Gencarnya gerakan Ghozwul Fikri yang dilancarkan oleh musuh-musuh Islam telah membuat beberapa konsep syariat Islam yang begitu fundamental dikalangan muslimin menjadi bias pengertiannya. Seperti halnya dengan kekhilafahan (kepemimpinan sentral muslimin) oleh sebagian muslimin telah salah diartikan bahkan banyak dilupakan. Mereka beranggapan bahwa kekhilafahan merupakan konsep kenegaraan, atau kerajaan, bukan nubuwwah/wahyu.
Kekeliruan cara pandang dalam membedakan antara konsep negara, kerajaan dengan khilafah tidak terjadi saat ini saja, Abu Sufyan seorang ‘pentolan’ Quraisy yang juga cendikiawan dikalangan arab saat itu, juga salah dalam mempersepsikan masalah nubuwwah, ketika Rasulullah saw bersama kaum muslimin memasuki Makkah dalam peristiwa Fathul Makkah. Saat itu Abu Sufyan yang baru memeluk Islam bersama Abbas bin Abd Muthalib menyaksikan iring-iringan barisan muslimin. Abu Sufyan berkata penuh takjub; “Tidak seorang pun yang dapat melawan tentara ini. Demi Allah, hai Abal Fadhal (Abbas), kini kekuasaan kerajaan keponakanmu (Muhammad) telah menjadi besar.” Abbas menjawab: “Hai Abu Sufyan, itu adalah Kenabian/nubuwwah!” Abu Sufyan berkata: “Oh, Ya! Kalau begitu benar.” (Ibnu Hisyam, bab Dzikrul Asbab Al Mujibah Al Masira ila Makkah, jilid 3 (juz 3 dan 4), halaman 404).
Dalam hadits shahih lainnya, Rasulullah saw telah menyatakan bahwa beliau bukanlah seorang raja, sebagaimana yang beliau katakan ketika seorang laki-laki datang kepadanya dengan diliputi rasa takut,“Janganlah engkau takut. Tenanglah! Sesungguhnya aku ini bukanlah seorang raja, sesungguhnya aku seorang putera ibu Quraisy yang biasa makan dendeng.” (HR.Bukhari)
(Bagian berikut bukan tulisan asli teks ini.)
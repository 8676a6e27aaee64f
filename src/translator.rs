use std::time::Duration;

use tracing::{debug, warn};

use crate::chunker::chunk_by_sentences;
use crate::error::ChatError;
use crate::models::ChatModel;
use crate::pipeline::prompts::render_template;
use crate::progress::ConsoleProgress;
use crate::quality::validate_tokens;
use crate::sentinels::normalize_tokens;
use crate::textutil::{is_trivial_token_text, split_outer_whitespace, truncate_for_log};

/// Best-effort text translation. Implementations never fail: on error they hand back the
/// input unchanged.
pub trait Translate {
    fn translate(&self, text: &str) -> String;
}

impl<F> Translate for F
where
    F: Fn(&str) -> String,
{
    fn translate(&self, text: &str) -> String {
        self(text)
    }
}

/// Returns every input unchanged. Used for dry runs.
#[derive(Clone, Copy, Debug, Default)]
pub struct IdentityTranslator;

impl Translate for IdentityTranslator {
    fn translate(&self, text: &str) -> String {
        text.to_string()
    }
}

#[derive(Clone, Debug)]
pub struct RetryPolicy {
    pub attempts: usize,
    pub delay: Duration,
    pub rate_limit_delay: Duration,
}

impl Default for RetryPolicy {
    fn default() -> Self {
        Self {
            attempts: 3,
            delay: Duration::from_secs(2),
            rate_limit_delay: Duration::from_secs(10),
        }
    }
}

impl RetryPolicy {
    /// Wait before the next attempt. HTTP 429 gets the longer rate-limit delay.
    pub fn backoff_for(&self, err: &ChatError) -> Duration {
        match err {
            ChatError::RateLimited => self.rate_limit_delay,
            _ => self.delay,
        }
    }
}

/// Wraps a chat model with the translation prompt, retries and the identity fallback.
pub struct LlmTranslator<M: ChatModel> {
    model: M,
    prompt_template: String,
    source_lang: String,
    target_lang: String,
    retry: RetryPolicy,
}

impl<M: ChatModel> LlmTranslator<M> {
    pub fn new(
        model: M,
        prompt_template: String,
        source_lang: String,
        target_lang: String,
        retry: RetryPolicy,
    ) -> Self {
        Self {
            model,
            prompt_template,
            source_lang,
            target_lang,
            retry,
        }
    }

    pub fn model(&self) -> &M {
        &self.model
    }

    fn request(&self, core: &str) -> Option<String> {
        let prompt = render_template(
            &self.prompt_template,
            &[
                ("source_lang", self.source_lang.as_str()),
                ("target_lang", self.target_lang.as_str()),
                ("text", core),
            ],
        );
        let attempts = self.retry.attempts.max(1);
        for attempt in 1..=attempts {
            let err = match self.model.chat(&prompt) {
                Ok(out) => return Some(out),
                Err(e) => e,
            };
            if matches!(err, ChatError::RateLimited) {
                warn!(attempt, attempts, model = self.model.name(), "rate limited");
            } else {
                warn!(attempt, attempts, model = self.model.name(), error = %err, "translation request failed");
            }
            let wait = self.retry.backoff_for(&err);
            if attempt < attempts && !wait.is_zero() {
                std::thread::sleep(wait);
            }
        }
        None
    }
}

impl<M: ChatModel> Translate for LlmTranslator<M> {
    fn translate(&self, text: &str) -> String {
        if is_trivial_token_text(text) {
            return text.to_string();
        }
        let (lead, core, trail) = split_outer_whitespace(text);
        match self.request(core) {
            Some(out) => format!("{lead}{}{trail}", out.trim()),
            None => {
                warn!(
                    text = %truncate_for_log(core, 80),
                    "translation failed after all attempts; keeping source text"
                );
                text.to_string()
            }
        }
    }
}

/// Chunks `text` by sentences and translates chunk by chunk in source order. A chunk whose
/// translation loses, duplicates or invents tokens is kept untranslated.
pub fn translate_chunks(
    translator: &dyn Translate,
    text: &str,
    max_tokens: usize,
    progress: Option<(&ConsoleProgress, &str)>,
) -> String {
    let chunks = chunk_by_sentences(text, max_tokens);
    let total = chunks.len();
    let mut out = String::with_capacity(text.len());
    for (i, chunk) in chunks.iter().enumerate() {
        if let Some((p, label)) = progress {
            p.progress(label, i + 1, total);
        }
        if is_trivial_token_text(chunk) {
            out.push_str(chunk);
            continue;
        }
        let translated = normalize_tokens(&translator.translate(chunk));
        match validate_tokens(chunk, &translated) {
            Ok(()) => out.push_str(&translated),
            Err(e) => {
                warn!(chunk = i + 1, total, reason = %e, "rejected translation; keeping source chunk");
                out.push_str(chunk);
            }
        }
    }
    debug!(chunks = total, in_chars = text.len(), out_chars = out.len(), "translated chunks");
    out
}

#[cfg(test)]
mod tests {
    use std::cell::RefCell;

    use super::*;

    struct ScriptedModel {
        replies: RefCell<Vec<Result<String, ChatError>>>,
        prompts: RefCell<Vec<String>>,
    }

    impl ScriptedModel {
        fn new(replies: Vec<Result<String, ChatError>>) -> Self {
            Self {
                replies: RefCell::new(replies),
                prompts: RefCell::new(Vec::new()),
            }
        }
    }

    impl ChatModel for ScriptedModel {
        fn name(&self) -> &str {
            "scripted"
        }

        fn chat(&self, prompt: &str) -> Result<String, ChatError> {
            self.prompts.borrow_mut().push(prompt.to_string());
            let mut replies = self.replies.borrow_mut();
            if replies.is_empty() {
                return Err(ChatError::Empty);
            }
            replies.remove(0)
        }
    }

    fn no_wait() -> RetryPolicy {
        RetryPolicy {
            attempts: 3,
            delay: Duration::ZERO,
            rate_limit_delay: Duration::ZERO,
        }
    }

    fn translator(model: ScriptedModel) -> LlmTranslator<ScriptedModel> {
        LlmTranslator::new(
            model,
            "{{source_lang}}->{{target_lang}}: {{text}}".to_string(),
            "English".to_string(),
            "Russian".to_string(),
            no_wait(),
        )
    }

    #[test]
    fn retries_then_succeeds_and_keeps_outer_whitespace() {
        let model = ScriptedModel::new(vec![
            Err(ChatError::RateLimited),
            Err(ChatError::Status {
                status: 502,
                body: "bad gateway".to_string(),
            }),
            Ok("Привет.".to_string()),
        ]);
        let tr = translator(model);
        assert_eq!(tr.translate("\n Hello. "), "\n Привет. ");
        let prompts = tr.model().prompts.borrow();
        assert_eq!(prompts.len(), 3);
        assert_eq!(prompts[0], "English->Russian: Hello.");
    }

    #[test]
    fn rate_limit_waits_longer_than_other_failures() {
        let policy = RetryPolicy {
            attempts: 3,
            delay: Duration::from_secs(1),
            rate_limit_delay: Duration::from_secs(7),
        };
        assert_eq!(policy.backoff_for(&ChatError::RateLimited), Duration::from_secs(7));
        assert_eq!(
            policy.backoff_for(&ChatError::Transport("reset".to_string())),
            Duration::from_secs(1)
        );
        assert_eq!(
            policy.backoff_for(&ChatError::Status {
                status: 500,
                body: String::new(),
            }),
            Duration::from_secs(1)
        );
        assert_eq!(policy.backoff_for(&ChatError::Empty), Duration::from_secs(1));
    }

    #[test]
    fn exhausted_retries_return_source() {
        let model = ScriptedModel::new(vec![
            Err(ChatError::Transport("timeout".to_string())),
            Err(ChatError::Transport("timeout".to_string())),
            Err(ChatError::Transport("timeout".to_string())),
            Ok("never reached".to_string()),
        ]);
        let tr = translator(model);
        assert_eq!(tr.translate("Hello."), "Hello.");
        assert_eq!(tr.model().prompts.borrow().len(), 3);
    }

    #[test]
    fn token_only_text_is_never_sent() {
        let tr = translator(ScriptedModel::new(vec![]));
        assert_eq!(tr.translate(" <<TX_PH:000001>>\n"), " <<TX_PH:000001>>\n");
        assert!(tr.model().prompts.borrow().is_empty());
    }

    #[test]
    fn chunk_losing_a_token_falls_back_to_source() {
        let drop_tokens = |s: &str| s.replace("<<TX_PH:000000>>", "").to_uppercase();
        let out = translate_chunks(&drop_tokens, "See <<TX_PH:000000>> here. Next one.", 4, None);
        assert_eq!(out, "See <<TX_PH:000000>> here. NEXT ONE.");
    }

    #[test]
    fn mangled_tokens_are_repaired() {
        let mangle = |s: &str| s.replace("<<TX_PH:000003>>", "« TX_PH:3 »");
        let out = translate_chunks(&mangle, "Value <<TX_PH:000003>> holds.", 100, None);
        assert_eq!(out, "Value <<TX_PH:000003>> holds.");
    }
}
Dua hadits di atas mengisyaratkan kepada muslimin bahwa rasulullah shalallahu 'alaihi wa sallam beserta pasukannya bukanlah seorang raja dengan kekuasaannya, juga bukan seorang kepala Negara dengan pemerintahannya. Beliau adalah seorang putra Quraisy yang oleh Allah Azza wa Jalla telah diberi kepercayaan untuk membimbing manusia kepada shiratal mustakim, jalan keselamatan di dunia maupun di akhirat.
Namun demikian, kekeliruan pandangan ini semakin menjadi ketika terjadi pergeseran system kekhilafahan kepada kerajaan/mulkan oleh Muawiyah dan pasukannya, dimana gelar khalifah tetap digunakan pada masa mulkan.
Rasulullah telah mensinyalir hal tersebut dengan sabdanya: “Khilafah pada ummatku tiga puluh tahun, kemudian kerajaan sesudah itu”. (HR. Abu Dawud)
Menurut Safinah seorang sahabat Nabi yang telah melakukan penelitian, masa kekhalifahan itu benar 30 tahun, yaitu masa kekhalifahan Abu Bakar Ash-Shiddiq 2 tahun, kekhalifahan Umar bin khaththab 10 tahun, kekhalifahan Utsman bin affan 12 tahun, dan masa kekhalifahan Ali Bin Abi Thalib 6 tahun. Selanjutnya adalah kerajaan.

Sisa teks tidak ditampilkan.